Data.
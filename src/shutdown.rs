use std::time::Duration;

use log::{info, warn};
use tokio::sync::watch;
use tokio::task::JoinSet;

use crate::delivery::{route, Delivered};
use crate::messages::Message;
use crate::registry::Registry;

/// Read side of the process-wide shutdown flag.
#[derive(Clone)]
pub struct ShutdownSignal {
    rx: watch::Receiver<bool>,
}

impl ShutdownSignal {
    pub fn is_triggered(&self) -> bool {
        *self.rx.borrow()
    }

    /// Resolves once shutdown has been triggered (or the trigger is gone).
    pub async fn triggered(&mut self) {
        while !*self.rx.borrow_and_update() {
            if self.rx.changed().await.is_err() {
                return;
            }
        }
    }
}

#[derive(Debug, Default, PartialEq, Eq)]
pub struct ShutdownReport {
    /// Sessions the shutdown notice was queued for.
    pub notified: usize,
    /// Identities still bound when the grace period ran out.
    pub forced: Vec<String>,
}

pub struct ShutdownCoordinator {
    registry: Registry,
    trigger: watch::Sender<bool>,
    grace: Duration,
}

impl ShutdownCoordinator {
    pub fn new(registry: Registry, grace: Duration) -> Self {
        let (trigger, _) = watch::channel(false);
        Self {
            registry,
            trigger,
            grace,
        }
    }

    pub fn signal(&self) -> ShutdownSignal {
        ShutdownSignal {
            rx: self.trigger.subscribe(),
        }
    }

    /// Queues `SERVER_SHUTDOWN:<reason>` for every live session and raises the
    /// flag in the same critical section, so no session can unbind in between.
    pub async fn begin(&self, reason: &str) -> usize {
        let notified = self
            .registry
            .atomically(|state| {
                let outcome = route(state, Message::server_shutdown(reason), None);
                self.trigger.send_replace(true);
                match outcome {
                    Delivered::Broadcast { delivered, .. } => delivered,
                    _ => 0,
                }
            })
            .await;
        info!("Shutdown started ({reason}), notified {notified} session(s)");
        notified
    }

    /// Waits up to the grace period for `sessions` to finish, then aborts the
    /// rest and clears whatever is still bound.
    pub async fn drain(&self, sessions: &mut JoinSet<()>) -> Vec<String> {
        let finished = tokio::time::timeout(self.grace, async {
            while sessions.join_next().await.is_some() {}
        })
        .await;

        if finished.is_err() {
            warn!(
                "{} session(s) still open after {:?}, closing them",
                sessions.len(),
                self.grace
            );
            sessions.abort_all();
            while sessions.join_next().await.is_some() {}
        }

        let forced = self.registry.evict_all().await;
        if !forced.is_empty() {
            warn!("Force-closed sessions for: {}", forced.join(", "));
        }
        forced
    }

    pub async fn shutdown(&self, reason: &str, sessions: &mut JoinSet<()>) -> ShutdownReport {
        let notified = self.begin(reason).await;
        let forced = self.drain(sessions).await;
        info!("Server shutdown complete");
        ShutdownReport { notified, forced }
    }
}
---
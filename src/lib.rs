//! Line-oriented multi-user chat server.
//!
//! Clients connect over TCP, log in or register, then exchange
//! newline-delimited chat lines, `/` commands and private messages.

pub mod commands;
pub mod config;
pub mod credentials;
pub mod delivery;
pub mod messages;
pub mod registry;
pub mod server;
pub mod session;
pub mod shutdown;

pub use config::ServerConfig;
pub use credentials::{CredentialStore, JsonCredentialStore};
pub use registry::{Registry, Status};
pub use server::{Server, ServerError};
---
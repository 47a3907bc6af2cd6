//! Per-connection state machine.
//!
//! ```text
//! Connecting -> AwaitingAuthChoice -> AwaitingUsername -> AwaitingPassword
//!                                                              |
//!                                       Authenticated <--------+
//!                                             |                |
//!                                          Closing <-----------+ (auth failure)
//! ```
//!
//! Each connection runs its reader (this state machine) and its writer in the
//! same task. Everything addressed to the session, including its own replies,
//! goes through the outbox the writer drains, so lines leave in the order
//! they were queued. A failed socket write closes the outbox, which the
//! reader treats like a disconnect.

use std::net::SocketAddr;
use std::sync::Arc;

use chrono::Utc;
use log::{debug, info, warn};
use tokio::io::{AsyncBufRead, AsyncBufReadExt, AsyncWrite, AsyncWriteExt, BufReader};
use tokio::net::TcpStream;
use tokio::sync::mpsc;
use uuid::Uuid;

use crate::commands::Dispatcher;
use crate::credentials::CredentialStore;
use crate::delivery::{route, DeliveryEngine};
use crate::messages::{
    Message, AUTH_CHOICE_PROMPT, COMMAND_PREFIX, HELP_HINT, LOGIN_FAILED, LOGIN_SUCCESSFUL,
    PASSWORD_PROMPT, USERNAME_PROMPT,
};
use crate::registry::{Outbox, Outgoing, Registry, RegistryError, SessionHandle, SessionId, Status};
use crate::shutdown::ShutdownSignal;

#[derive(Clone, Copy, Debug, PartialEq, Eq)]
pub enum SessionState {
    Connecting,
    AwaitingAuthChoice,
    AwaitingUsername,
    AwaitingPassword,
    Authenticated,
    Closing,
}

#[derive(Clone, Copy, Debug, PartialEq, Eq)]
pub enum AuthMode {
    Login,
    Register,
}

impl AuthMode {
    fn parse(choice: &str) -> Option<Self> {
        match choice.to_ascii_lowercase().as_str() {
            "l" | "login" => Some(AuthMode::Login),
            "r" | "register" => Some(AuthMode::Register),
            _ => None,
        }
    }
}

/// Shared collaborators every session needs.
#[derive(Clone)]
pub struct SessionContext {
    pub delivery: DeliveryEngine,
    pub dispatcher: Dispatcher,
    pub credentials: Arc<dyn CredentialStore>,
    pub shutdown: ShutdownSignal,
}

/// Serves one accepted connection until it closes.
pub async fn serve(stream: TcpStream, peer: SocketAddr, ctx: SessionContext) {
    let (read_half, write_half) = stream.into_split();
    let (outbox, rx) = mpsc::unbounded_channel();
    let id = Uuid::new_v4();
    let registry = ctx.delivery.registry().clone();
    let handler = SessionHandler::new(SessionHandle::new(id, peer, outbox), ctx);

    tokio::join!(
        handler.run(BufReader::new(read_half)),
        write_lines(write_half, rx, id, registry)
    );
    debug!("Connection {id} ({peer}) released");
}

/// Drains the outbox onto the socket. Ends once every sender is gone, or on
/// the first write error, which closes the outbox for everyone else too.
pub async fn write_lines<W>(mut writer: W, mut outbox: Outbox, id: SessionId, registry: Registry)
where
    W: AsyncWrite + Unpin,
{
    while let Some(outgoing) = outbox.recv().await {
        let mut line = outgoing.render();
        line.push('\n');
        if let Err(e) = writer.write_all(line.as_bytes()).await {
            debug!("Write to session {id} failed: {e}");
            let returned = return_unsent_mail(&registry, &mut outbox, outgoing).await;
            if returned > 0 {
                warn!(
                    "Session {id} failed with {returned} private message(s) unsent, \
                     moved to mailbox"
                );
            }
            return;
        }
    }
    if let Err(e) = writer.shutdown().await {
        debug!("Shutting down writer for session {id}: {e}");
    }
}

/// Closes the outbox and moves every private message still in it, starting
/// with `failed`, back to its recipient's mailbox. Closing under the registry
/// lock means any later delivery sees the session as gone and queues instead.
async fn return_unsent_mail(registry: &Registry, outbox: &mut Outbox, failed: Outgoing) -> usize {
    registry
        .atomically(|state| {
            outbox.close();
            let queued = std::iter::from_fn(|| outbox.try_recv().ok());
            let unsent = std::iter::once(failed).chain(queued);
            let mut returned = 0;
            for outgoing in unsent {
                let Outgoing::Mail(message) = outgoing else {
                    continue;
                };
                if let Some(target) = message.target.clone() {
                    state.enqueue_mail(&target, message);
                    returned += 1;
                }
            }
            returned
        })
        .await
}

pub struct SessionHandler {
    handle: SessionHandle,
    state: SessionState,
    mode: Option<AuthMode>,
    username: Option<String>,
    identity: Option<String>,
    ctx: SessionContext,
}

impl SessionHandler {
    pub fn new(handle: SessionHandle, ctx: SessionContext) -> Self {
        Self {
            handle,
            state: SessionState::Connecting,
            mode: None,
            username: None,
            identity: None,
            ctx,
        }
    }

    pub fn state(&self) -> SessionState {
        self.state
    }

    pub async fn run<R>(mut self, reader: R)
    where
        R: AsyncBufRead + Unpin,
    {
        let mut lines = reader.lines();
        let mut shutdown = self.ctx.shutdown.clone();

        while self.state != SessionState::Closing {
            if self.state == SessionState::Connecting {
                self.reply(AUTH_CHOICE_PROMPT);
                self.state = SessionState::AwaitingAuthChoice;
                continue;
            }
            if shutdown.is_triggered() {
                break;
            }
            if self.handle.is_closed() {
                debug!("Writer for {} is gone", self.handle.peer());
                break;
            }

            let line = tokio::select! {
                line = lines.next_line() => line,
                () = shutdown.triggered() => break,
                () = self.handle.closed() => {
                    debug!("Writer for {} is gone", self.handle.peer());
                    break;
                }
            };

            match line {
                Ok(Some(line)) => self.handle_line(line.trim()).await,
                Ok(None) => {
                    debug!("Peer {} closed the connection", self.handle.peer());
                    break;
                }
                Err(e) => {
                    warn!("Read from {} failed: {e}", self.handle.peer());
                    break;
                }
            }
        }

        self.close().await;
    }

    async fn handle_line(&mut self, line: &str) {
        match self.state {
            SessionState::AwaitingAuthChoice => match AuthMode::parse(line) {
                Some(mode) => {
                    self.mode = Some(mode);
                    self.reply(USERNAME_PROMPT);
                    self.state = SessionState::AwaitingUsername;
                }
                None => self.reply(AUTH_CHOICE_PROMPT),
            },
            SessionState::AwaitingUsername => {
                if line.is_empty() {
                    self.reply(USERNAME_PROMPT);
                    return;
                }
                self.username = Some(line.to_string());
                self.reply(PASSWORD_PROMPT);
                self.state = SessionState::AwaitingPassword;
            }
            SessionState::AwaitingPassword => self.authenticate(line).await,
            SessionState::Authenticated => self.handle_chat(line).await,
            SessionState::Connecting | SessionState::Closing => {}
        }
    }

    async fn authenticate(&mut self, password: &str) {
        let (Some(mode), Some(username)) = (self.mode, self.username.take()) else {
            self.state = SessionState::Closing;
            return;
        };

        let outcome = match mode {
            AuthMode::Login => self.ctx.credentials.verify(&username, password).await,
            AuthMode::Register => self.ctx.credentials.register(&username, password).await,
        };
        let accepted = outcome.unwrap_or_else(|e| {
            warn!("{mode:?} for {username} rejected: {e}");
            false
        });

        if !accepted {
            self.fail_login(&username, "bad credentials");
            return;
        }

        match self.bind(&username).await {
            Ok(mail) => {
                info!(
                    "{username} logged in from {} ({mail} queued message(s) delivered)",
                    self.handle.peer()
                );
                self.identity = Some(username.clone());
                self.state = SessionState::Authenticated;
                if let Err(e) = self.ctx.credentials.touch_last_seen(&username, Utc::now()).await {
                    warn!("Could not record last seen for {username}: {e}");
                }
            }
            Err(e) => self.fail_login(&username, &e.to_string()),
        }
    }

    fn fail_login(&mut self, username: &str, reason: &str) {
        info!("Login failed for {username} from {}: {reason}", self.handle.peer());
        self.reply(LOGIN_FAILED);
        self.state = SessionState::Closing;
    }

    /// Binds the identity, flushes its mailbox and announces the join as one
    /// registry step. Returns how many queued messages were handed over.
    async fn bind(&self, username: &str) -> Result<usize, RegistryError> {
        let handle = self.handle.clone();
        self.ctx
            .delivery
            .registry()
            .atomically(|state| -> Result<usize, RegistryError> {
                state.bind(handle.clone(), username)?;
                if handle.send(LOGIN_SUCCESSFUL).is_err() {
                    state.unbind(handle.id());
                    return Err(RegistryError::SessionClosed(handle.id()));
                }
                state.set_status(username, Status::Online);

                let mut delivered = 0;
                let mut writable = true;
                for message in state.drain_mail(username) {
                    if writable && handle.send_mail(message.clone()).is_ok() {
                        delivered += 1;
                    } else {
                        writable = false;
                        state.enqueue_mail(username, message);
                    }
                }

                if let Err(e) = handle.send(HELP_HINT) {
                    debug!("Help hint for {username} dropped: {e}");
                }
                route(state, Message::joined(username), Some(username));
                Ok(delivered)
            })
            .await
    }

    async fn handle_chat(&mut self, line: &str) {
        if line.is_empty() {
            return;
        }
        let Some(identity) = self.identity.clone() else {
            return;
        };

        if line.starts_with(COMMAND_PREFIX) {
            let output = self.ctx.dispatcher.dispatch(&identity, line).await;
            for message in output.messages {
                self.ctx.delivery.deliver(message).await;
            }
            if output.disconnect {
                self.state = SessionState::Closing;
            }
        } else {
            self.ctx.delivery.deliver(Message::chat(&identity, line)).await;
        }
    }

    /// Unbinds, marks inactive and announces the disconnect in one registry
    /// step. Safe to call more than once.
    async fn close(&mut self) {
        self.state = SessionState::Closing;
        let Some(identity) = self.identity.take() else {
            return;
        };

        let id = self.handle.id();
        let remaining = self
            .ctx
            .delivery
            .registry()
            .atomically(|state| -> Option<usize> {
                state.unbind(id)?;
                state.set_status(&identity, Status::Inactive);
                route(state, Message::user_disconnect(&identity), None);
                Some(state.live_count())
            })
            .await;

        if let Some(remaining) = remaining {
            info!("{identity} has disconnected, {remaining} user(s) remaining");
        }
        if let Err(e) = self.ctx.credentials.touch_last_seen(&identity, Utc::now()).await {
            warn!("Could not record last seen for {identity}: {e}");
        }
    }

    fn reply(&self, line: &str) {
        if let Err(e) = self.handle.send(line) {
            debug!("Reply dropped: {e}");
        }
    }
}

Exercise goal. Within the records, on how many lines does the word "parse" appear? Provide the number alone.

Response. 2